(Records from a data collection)
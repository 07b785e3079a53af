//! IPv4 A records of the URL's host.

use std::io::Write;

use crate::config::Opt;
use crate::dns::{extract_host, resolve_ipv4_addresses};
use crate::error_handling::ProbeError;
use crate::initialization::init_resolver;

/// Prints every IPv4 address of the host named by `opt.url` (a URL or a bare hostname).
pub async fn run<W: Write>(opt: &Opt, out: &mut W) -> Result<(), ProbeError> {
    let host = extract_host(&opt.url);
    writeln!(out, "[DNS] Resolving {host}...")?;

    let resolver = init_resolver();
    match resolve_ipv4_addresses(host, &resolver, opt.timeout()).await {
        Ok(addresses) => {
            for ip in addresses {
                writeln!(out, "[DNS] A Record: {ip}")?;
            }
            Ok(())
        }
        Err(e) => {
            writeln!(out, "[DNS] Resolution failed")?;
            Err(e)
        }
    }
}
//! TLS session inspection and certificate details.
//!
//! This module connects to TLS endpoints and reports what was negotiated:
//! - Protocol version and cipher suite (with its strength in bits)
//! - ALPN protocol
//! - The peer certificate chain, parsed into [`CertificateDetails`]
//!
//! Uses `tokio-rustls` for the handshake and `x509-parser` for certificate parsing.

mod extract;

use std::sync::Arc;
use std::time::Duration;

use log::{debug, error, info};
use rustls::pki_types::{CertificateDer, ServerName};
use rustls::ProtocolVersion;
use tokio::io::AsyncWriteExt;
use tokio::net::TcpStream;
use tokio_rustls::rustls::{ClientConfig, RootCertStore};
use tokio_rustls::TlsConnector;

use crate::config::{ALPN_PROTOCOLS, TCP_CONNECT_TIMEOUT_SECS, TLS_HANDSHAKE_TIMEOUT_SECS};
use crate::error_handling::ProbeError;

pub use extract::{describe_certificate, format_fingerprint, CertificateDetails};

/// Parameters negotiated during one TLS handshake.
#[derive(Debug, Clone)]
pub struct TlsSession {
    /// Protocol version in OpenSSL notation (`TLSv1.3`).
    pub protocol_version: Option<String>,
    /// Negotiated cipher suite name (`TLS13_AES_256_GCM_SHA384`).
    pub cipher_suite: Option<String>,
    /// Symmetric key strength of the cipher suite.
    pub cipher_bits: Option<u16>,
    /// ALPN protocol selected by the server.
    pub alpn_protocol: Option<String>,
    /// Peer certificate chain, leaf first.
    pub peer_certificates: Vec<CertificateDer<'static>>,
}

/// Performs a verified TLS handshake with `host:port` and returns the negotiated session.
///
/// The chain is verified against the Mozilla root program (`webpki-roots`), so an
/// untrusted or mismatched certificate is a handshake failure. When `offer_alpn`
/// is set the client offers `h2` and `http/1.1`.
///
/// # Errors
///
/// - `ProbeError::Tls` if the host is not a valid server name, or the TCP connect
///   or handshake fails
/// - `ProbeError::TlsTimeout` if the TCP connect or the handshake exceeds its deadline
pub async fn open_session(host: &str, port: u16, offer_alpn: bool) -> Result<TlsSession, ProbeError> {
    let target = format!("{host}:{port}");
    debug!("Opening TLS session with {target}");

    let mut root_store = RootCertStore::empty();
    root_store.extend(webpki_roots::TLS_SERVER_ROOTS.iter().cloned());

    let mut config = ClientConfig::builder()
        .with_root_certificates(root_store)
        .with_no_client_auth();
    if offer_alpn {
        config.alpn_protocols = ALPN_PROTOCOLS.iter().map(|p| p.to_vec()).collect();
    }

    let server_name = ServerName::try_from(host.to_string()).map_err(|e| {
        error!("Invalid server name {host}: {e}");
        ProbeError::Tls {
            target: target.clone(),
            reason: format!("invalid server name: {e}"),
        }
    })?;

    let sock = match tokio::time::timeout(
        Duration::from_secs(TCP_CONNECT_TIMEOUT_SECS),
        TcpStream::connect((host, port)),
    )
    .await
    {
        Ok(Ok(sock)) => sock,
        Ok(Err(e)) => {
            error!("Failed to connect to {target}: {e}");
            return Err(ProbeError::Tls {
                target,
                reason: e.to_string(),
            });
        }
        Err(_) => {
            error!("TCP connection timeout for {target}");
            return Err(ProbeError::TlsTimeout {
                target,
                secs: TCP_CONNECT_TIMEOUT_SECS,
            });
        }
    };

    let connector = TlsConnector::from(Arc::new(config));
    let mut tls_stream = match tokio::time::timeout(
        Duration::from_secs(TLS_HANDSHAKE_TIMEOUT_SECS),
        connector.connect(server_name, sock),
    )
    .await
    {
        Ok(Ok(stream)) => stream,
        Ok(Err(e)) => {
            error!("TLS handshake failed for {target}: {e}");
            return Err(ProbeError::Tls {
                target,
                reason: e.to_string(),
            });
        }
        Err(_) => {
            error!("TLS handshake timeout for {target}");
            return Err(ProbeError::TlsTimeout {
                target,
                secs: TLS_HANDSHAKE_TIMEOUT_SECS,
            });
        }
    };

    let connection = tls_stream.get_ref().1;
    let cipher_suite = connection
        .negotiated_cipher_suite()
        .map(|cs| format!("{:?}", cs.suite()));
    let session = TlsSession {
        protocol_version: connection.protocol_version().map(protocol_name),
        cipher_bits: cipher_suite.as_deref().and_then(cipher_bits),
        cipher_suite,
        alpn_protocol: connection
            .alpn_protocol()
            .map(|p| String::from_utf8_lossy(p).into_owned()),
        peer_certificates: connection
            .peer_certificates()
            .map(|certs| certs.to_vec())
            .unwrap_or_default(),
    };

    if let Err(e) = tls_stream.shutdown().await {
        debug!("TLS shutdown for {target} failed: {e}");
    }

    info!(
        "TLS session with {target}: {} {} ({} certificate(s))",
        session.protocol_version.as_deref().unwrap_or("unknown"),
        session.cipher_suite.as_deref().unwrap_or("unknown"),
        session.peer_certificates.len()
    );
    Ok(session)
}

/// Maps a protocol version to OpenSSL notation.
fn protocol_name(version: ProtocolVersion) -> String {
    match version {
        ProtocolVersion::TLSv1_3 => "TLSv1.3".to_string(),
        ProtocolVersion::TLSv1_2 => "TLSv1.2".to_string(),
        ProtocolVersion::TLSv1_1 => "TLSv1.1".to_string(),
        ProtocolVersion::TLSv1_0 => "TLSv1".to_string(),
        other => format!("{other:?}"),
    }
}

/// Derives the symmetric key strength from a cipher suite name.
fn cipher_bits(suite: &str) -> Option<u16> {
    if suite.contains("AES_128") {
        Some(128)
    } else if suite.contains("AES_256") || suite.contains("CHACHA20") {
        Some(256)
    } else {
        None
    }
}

--

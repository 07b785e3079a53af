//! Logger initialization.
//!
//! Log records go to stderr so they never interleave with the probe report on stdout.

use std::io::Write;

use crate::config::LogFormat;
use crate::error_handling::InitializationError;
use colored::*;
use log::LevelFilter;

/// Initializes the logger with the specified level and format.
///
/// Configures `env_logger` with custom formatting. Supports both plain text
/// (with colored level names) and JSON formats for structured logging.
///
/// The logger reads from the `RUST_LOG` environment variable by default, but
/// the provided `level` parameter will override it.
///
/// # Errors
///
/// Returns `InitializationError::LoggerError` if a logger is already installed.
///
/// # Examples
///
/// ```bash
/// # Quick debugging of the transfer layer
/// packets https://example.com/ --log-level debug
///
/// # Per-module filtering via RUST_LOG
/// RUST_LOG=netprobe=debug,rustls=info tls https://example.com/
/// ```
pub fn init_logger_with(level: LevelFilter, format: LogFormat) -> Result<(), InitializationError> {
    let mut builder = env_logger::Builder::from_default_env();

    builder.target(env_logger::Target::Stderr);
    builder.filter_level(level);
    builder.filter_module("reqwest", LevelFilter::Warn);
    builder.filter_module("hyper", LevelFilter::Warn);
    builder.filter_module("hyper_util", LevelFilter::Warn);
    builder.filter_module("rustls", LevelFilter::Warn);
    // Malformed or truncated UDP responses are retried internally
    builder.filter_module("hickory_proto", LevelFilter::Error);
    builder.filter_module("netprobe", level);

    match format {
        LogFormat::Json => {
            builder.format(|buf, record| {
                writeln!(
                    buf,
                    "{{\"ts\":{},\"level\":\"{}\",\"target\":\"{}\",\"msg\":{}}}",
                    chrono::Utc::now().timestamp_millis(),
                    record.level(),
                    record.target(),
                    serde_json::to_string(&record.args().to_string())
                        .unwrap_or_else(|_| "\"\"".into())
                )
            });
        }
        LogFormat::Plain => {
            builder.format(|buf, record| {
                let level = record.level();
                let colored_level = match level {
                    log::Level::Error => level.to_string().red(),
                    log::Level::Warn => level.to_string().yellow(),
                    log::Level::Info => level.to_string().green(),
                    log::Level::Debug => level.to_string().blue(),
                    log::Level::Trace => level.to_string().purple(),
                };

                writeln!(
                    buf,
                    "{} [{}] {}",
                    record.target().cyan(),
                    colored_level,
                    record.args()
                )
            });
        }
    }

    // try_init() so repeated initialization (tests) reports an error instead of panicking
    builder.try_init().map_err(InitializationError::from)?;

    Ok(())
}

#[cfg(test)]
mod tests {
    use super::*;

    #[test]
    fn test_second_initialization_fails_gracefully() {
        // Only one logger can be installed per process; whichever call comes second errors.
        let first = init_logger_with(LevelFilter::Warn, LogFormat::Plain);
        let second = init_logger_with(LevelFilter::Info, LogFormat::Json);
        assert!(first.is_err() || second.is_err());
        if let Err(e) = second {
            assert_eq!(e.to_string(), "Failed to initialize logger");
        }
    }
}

▶ _ACTIVITY_: Display each line of the data where "iter" occurs.

▶ _YOUR SOLUTION_:
    root_store.extend(webpki_roots::TLS_SERVER_ROOTS.iter().cloned());
        config.alpn_protocols = ALPN_PROTOCOLS.iter().map(|p| p.to_vec()).collect();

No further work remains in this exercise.